Segundo dados tornados públicos pelo BDA, os desembolsos para o sector produtivo recuaram de cerca de 95 mil milhões de kwanzas em 2024 para 55 mil milhões em 2025, reflectindo uma opção estratégica de contenção. A decisão foi tomada num contexto de degradação dos indicadores de desempenho, com impacto no retorno sobre capitais próprios (ROE), no retorno sobre activos (ROA), no custo do risco e na sustentabilidade global da instituição.
O banco explicou que 2024 foi assumido como um ano de prudência activa, com foco na consolidação interna, no reforço da governação, na melhoria dos mecanismos de controlo de risco e na preparação do Plano de Recapitalização e Reestruturação (PRR). Esta abordagem prolongou-se ao longo de 2025, período em que o BDA privilegiou a reorganização interna e o ajustamento do seu modelo de intervenção.
Ainda assim, o financiamento não foi interrompido. A agricultura manteve-se como o principal destino do crédito, seguida da indústria e das pescas, sectores considerados estruturantes para a diversificação da economia e para a segurança alimentar.
O BDA reconheceu igualmente que a exposição ao projecto Angola Cables, cliente em situação de incumprimento desde 2017, continua a afectar de forma recorrente os seus resultados. A dívida associada, avaliada em cerca de 230 milhões de dólares, implica elevados níveis de provisão e condiciona a flexibilidade financeira da instituição. O banco sublinha, no entanto, que esta exposição está enquadrada no seu plano de negócios e sujeita a acompanhamento rigoroso.
2026 marca novo ciclo de intervenção
É em 2026 que o BDA prevê uma mudança mais visível de ciclo, suportada pela recapitalização, pela transformação institucional entretanto concluída e por um enquadramento prudencial mais robusto.
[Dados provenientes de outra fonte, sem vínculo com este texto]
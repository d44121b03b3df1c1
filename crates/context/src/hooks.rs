//! Fire-once commit/rollback notification.

use parking_lot::Mutex;
use std::future::Future;
use std::pin::Pin;
use txscope_core::{Result, TransactionalError};

/// Boxed future returned by a hook callback.
pub type HookFuture = Pin<Box<dyn Future<Output = ()> + Send>>;

type Hook = Box<dyn FnOnce() -> HookFuture + Send>;

/// Commit/rollback listener registry for one transaction context.
///
/// Listeners fire at most once per physical commit or rollback event, in
/// registration order: firing drains the listener list, so a second fire is
/// a no-op and a listener can never run twice. The listener cap is captured
/// at emitter creation and cannot be raised afterwards.
pub struct HookEmitter {
    commit: Mutex<Vec<Hook>>,
    rollback: Mutex<Vec<Hook>>,
    max_listeners: usize,
}

impl HookEmitter {
    /// An emitter capped at `max_listeners` per event kind.
    pub fn new(max_listeners: usize) -> Self {
        HookEmitter {
            commit: Mutex::new(Vec::new()),
            rollback: Mutex::new(Vec::new()),
            max_listeners,
        }
    }

    /// Register a callback fired after the physical commit.
    pub fn on_commit<F, Fut>(&self, callback: F) -> Result<()>
    where
        F: FnOnce() -> Fut + Send + 'static,
        Fut: Future<Output = ()> + Send + 'static,
    {
        Self::push(&self.commit, self.max_listeners, callback)
    }

    /// Register a callback fired after the physical rollback.
    pub fn on_rollback<F, Fut>(&self, callback: F) -> Result<()>
    where
        F: FnOnce() -> Fut + Send + 'static,
        Fut: Future<Output = ()> + Send + 'static,
    {
        Self::push(&self.rollback, self.max_listeners, callback)
    }

    /// Fire all commit listeners registered so far, in registration order.
    pub async fn fire_commit(&self) {
        Self::fire(&self.commit).await;
    }

    /// Fire all rollback listeners registered so far, in registration order.
    pub async fn fire_rollback(&self) {
        Self::fire(&self.rollback).await;
    }

    fn push<F, Fut>(listeners: &Mutex<Vec<Hook>>, limit: usize, callback: F) -> Result<()>
    where
        F: FnOnce() -> Fut + Send + 'static,
        Fut: Future<Output = ()> + Send + 'static,
    {
        let mut listeners = listeners.lock();
        if listeners.len() >= limit {
            return Err(TransactionalError::ListenerOverflow { limit });
        }
        listeners.push(Box::new(move || Box::pin(callback()) as HookFuture));
        Ok(())
    }

    async fn fire(listeners: &Mutex<Vec<Hook>>) {
        // Drain under the lock, await outside it.
        let drained: Vec<Hook> = std::mem::take(&mut *listeners.lock());
        for hook in drained {
            hook().await;
        }
    }
}

impl std::fmt::Debug for HookEmitter {
    fn fmt(&self, f: &mut std::fmt::Formatter<'_>) -> std::fmt::Result {
        f.debug_struct("HookEmitter")
            .field("commit_listeners", &self.commit.lock().len())
            .field("rollback_listeners", &self.rollback.lock().len())
            .field("max_listeners", &self.max_listeners)
            .finish()
    }
}
//! Savepoint strategy for nested demarcation under an active transaction.

use super::{context_connection, DemarcationStrategy};
use crate::signal::SoftRollbackSignal;
use async_trait::async_trait;
use tracing::{trace, warn};
use txscope_context::TransactionContext;
use txscope_core::{IsolationLevel, Result};

/// Nests via savepoint on the handle of the enclosing transaction.
///
/// Serves `NESTED` when a transaction is already active — always one
/// savepoint per nesting level, never direct handle reuse. Hooks are not
/// fired here: registrations made inside the nested extent belong to the
/// enclosing physical transaction. The handle stays owned by the enclosing
/// strategy, so `finish` does nothing.
pub struct WrapInSavepoint;

#[async_trait]
impl DemarcationStrategy for WrapInSavepoint {
    fn name(&self) -> &'static str {
        "savepoint"
    }

    async fn begin(&self, ctx: &TransactionContext, isolation: IsolationLevel) -> Result<()> {
        trace!("opening savepoint on enclosing transaction");
        // The handle is active, so this begin opens a savepoint.
        context_connection(ctx)?.begin(isolation).await
    }

    async fn commit(&self, ctx: &TransactionContext) -> Result<()> {
        context_connection(ctx)?.commit().await
    }

    async fn rollback(&self, ctx: &TransactionContext, error: anyhow::Error) -> anyhow::Error {
        match context_connection(ctx) {
            Ok(connection) => {
                if let Err(rollback_error) = connection.rollback().await {
                    warn!(error = %rollback_error, "savepoint rollback failed");
                }
            }
            Err(missing) => warn!(error = %missing, "savepoint rollback skipped"),
        }
        // A deeper savepoint level may already have marked this error; the
        // marker must never nest, or the unwrap at the physical level would
        // surface the marker instead of the application error.
        let original = match error.downcast::<SoftRollbackSignal>() {
            Ok(signal) => signal.into_original(),
            Err(error) => error,
        };
        SoftRollbackSignal::new(original).into()
    }

    async fn finish(&self, _ctx: &TransactionContext, _key: &str) {}
}

#[cfg(test)]
mod tests {
    use super::*;

    #[tokio::test]
    async fn rollback_never_nests_the_marker() {
        let ctx = txscope_context::TransactionContext::hooks_only(10);
        let already_marked: anyhow::Error =
            SoftRollbackSignal::new(anyhow::anyhow!("boom")).into();

        let surfaced = WrapInSavepoint.rollback(&ctx, already_marked).await;

        let signal = surfaced
            .downcast::<SoftRollbackSignal>()
            .expect("marker present");
        // Exactly one layer: unwrapping once yields the application error.
        assert_eq!(signal.into_original().to_string(), "boom");
    }
}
A instituição aponta para um reforço gradual da actividade creditícia, com maior selectividade, foco em projectos com maturidade técnica e financeira comprovada e maior capacidade de acompanhamento e monitorização.
Entre as linhas de actuação destacadas para este novo ciclo estão o apoio a cadeias de valor com impacto directo na substituição de importações, o financiamento a projectos estruturantes com potencial de geração de emprego e valor acrescentado, a actuação mais eficaz como catalisador de investimento privado e a redução progressiva de exposições de risco que pressionam os resultados do banco.
Em termos financeiros, o BDA encerrou 2024 com um prejuízo estimado em 55,8 mil milhões de kwanzas, mas a administração considera que o processo de reorganização e recapitalização permite, em 2026, retomar uma trajectória de crescimento sustentado, reforçando o papel do banco como instrumento central da política de desenvolvimento económico.